▶ [Your objective] Starting at the top line and ending at the last, restate the records exactly.

▶ [Records to use]
+++
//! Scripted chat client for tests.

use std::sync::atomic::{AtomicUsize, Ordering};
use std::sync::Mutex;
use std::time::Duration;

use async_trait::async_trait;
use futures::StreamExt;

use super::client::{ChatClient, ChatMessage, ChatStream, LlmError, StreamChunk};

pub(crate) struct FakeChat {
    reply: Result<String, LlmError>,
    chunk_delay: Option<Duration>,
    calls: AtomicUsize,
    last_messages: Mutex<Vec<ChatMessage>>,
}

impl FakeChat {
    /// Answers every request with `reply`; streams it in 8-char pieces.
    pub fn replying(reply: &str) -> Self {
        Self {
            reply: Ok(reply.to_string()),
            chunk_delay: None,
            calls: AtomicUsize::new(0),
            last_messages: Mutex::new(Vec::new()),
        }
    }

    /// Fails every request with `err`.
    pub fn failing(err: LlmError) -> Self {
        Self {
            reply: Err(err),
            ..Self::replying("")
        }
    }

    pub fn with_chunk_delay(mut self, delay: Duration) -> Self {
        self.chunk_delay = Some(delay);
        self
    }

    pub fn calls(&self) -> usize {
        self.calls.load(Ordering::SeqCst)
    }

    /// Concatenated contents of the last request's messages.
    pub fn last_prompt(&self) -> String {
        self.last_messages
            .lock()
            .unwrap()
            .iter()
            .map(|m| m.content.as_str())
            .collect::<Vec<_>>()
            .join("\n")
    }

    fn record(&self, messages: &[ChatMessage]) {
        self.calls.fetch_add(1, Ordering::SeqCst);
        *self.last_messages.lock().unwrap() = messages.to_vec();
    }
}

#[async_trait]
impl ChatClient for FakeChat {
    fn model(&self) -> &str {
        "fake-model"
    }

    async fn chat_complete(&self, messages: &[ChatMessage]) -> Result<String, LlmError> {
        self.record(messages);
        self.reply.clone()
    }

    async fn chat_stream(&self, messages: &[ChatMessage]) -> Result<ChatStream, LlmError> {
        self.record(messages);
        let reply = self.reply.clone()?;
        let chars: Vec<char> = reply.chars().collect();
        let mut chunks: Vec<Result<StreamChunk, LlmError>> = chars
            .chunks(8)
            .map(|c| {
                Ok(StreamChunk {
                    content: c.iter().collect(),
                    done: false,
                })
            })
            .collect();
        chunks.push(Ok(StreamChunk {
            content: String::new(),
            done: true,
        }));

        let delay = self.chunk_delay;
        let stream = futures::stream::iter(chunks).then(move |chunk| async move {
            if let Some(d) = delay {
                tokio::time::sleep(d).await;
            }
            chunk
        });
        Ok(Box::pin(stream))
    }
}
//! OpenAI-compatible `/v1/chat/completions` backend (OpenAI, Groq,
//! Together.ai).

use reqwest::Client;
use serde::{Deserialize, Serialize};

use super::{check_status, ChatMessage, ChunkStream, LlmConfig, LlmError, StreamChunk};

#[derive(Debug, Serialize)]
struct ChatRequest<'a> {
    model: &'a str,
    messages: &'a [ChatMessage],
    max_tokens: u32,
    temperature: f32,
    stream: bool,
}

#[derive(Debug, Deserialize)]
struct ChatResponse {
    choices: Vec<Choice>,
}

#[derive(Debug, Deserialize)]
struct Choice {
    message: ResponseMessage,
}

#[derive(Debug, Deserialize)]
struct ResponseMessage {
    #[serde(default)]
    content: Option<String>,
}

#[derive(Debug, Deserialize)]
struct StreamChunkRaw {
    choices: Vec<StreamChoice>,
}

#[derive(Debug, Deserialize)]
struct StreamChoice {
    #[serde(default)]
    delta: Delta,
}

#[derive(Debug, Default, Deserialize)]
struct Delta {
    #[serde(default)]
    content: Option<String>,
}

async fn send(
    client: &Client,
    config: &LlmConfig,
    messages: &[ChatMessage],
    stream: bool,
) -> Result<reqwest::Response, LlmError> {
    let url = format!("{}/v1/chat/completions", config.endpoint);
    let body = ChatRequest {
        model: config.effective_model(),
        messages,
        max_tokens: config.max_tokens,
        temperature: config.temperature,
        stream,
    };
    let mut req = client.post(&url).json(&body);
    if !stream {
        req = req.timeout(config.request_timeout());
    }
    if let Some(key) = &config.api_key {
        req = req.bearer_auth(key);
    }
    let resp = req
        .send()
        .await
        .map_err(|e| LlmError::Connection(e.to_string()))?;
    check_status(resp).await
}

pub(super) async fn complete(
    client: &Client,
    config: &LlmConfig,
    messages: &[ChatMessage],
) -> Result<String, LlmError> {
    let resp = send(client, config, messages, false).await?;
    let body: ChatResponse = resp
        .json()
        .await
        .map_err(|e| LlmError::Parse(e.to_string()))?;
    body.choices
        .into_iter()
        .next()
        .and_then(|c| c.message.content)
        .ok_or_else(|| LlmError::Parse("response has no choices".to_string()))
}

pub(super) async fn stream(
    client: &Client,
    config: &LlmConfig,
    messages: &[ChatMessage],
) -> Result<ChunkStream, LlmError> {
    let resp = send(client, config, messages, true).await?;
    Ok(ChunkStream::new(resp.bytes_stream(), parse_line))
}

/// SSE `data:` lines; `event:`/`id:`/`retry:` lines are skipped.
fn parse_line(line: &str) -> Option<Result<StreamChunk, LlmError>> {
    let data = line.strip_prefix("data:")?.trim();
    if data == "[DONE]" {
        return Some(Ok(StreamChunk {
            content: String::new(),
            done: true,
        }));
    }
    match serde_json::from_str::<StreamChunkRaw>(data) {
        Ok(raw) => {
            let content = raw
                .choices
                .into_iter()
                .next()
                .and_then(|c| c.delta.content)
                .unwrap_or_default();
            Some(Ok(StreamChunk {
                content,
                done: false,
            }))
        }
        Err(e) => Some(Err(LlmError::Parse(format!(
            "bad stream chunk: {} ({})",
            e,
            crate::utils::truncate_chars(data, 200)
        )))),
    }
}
+++
▶ [Your response]
//! Scripted chat client for tests.

use std::sync::atomic::{AtomicUsize, Ordering};
use std::sync::Mutex;
use std::time::Duration;

use async_trait::async_trait;
use futures::StreamExt;

use super::client::{ChatClient, ChatMessage, ChatStream, LlmError, StreamChunk};

pub(crate) struct FakeChat {
    reply: Result<String, LlmError>,
    chunk_delay: Option<Duration>,
    calls: AtomicUsize,
    last_messages: Mutex<Vec<ChatMessage>>,
}

impl FakeChat {
    /// Answers every request with `reply`; streams it in 8-char pieces.
    pub fn replying(reply: &str) -> Self {
        Self {
            reply: Ok(reply.to_string()),
            chunk_delay: None,
            calls: AtomicUsize::new(0),
            last_messages: Mutex::new(Vec::new()),
        }
    }

    /// Fails every request with `err`.
    pub fn failing(err: LlmError) -> Self {
        Self {
            reply: Err(err),
            ..Self::replying("")
        }
    }

    pub fn with_chunk_delay(mut self, delay: Duration) -> Self {
        self.chunk_delay = Some(delay);
        self
    }

    pub fn calls(&self) -> usize {
        self.calls.load(Ordering::SeqCst)
    }

    /// Concatenated contents of the last request's messages.
    pub fn last_prompt(&self) -> String {
        self.last_messages
            .lock()
            .unwrap()
            .iter()
            .map(|m| m.content.as_str())
            .collect::<Vec<_>>()
            .join("\n")
    }

    fn record(&self, messages: &[ChatMessage]) {
        self.calls.fetch_add(1, Ordering::SeqCst);
        *self.last_messages.lock().unwrap() = messages.to_vec();
    }
}

#[async_trait]
impl ChatClient for FakeChat {
    fn model(&self) -> &str {
        "fake-model"
    }

    async fn chat_complete(&self, messages: &[ChatMessage]) -> Result<String, LlmError> {
        self.record(messages);
        self.reply.clone()
    }

    async fn chat_stream(&self, messages: &[ChatMessage]) -> Result<ChatStream, LlmError> {
        self.record(messages);
        let reply = self.reply.clone()?;
        let chars: Vec<char> = reply.chars().collect();
        let mut chunks: Vec<Result<StreamChunk, LlmError>> = chars
            .chunks(8)
            .map(|c| {
                Ok(StreamChunk {
                    content: c.iter().collect(),
                    done: false,
                })
            })
            .collect();
        chunks.push(Ok(StreamChunk {
            content: String::new(),
            done: true,
        }));

        let delay = self.chunk_delay;
        let stream = futures::stream::iter(chunks).then(move |chunk| async move {
            if let Some(d) = delay {
                tokio::time::sleep(d).await;
            }
            chunk
        });
        Ok(Box::pin(stream))
    }
}
//! OpenAI-compatible `/v1/chat/completions` backend (OpenAI, Groq,
//! Together.ai).

use reqwest::Client;
use serde::{Deserialize, Serialize};

use super::{check_status, ChatMessage, ChunkStream, LlmConfig, LlmError, StreamChunk};

#[derive(Debug, Serialize)]
struct ChatRequest<'a> {
    model: &'a str,
    messages: &'a [ChatMessage],
    max_tokens: u32,
    temperature: f32,
    stream: bool,
}

#[derive(Debug, Deserialize)]
struct ChatResponse {
    choices: Vec<Choice>,
}

#[derive(Debug, Deserialize)]
struct Choice {
    message: ResponseMessage,
}

#[derive(Debug, Deserialize)]
struct ResponseMessage {
    #[serde(default)]
    content: Option<String>,
}

#[derive(Debug, Deserialize)]
struct StreamChunkRaw {
    choices: Vec<StreamChoice>,
}

#[derive(Debug, Deserialize)]
struct StreamChoice {
    #[serde(default)]
    delta: Delta,
}

#[derive(Debug, Default, Deserialize)]
struct Delta {
    #[serde(default)]
    content: Option<String>,
}

async fn send(
    client: &Client,
    config: &LlmConfig,
    messages: &[ChatMessage],
    stream: bool,
) -> Result<reqwest::Response, LlmError> {
    let url = format!("{}/v1/chat/completions", config.endpoint);
    let body = ChatRequest {
        model: config.effective_model(),
        messages,
        max_tokens: config.max_tokens,
        temperature: config.temperature,
        stream,
    };
    let mut req = client.post(&url).json(&body);
    if !stream {
        req = req.timeout(config.request_timeout());
    }
    if let Some(key) = &config.api_key {
        req = req.bearer_auth(key);
    }
    let resp = req
        .send()
        .await
        .map_err(|e| LlmError::Connection(e.to_string()))?;
    check_status(resp).await
}

pub(super) async fn complete(
    client: &Client,
    config: &LlmConfig,
    messages: &[ChatMessage],
) -> Result<String, LlmError> {
    let resp = send(client, config, messages, false).await?;
    let body: ChatResponse = resp
        .json()
        .await
        .map_err(|e| LlmError::Parse(e.to_string()))?;
    body.choices
        .into_iter()
        .next()
        .and_then(|c| c.message.content)
        .ok_or_else(|| LlmError::Parse("response has no choices".to_string()))
}

pub(super) async fn stream(
    client: &Client,
    config: &LlmConfig,
    messages: &[ChatMessage],
) -> Result<ChunkStream, LlmError> {
    let resp = send(client, config, messages, true).await?;
    Ok(ChunkStream::new(resp.bytes_stream(), parse_line))
}

/// SSE `data:` lines; `event:`/`id:`/`retry:` lines are skipped.
fn parse_line(line: &str) -> Option<Result<StreamChunk, LlmError>> {
    let data = line.strip_prefix("data:")?.trim();
    if data == "[DONE]" {
        return Some(Ok(StreamChunk {
            content: String::new(),
            done: true,
        }));
    }
    match serde_json::from_str::<StreamChunkRaw>(data) {
        Ok(raw) => {
            let content = raw
                .choices
                .into_iter()
                .next()
                .and_then(|c| c.delta.content)
                .unwrap_or_default();
            Some(Ok(StreamChunk {
                content,
                done: false,
            }))
        }
        Err(e) => Some(Err(LlmError::Parse(format!(
            "bad stream chunk: {} ({})",
            e,
            crate::utils::truncate_chars(data, 200)
        )))),
    }
}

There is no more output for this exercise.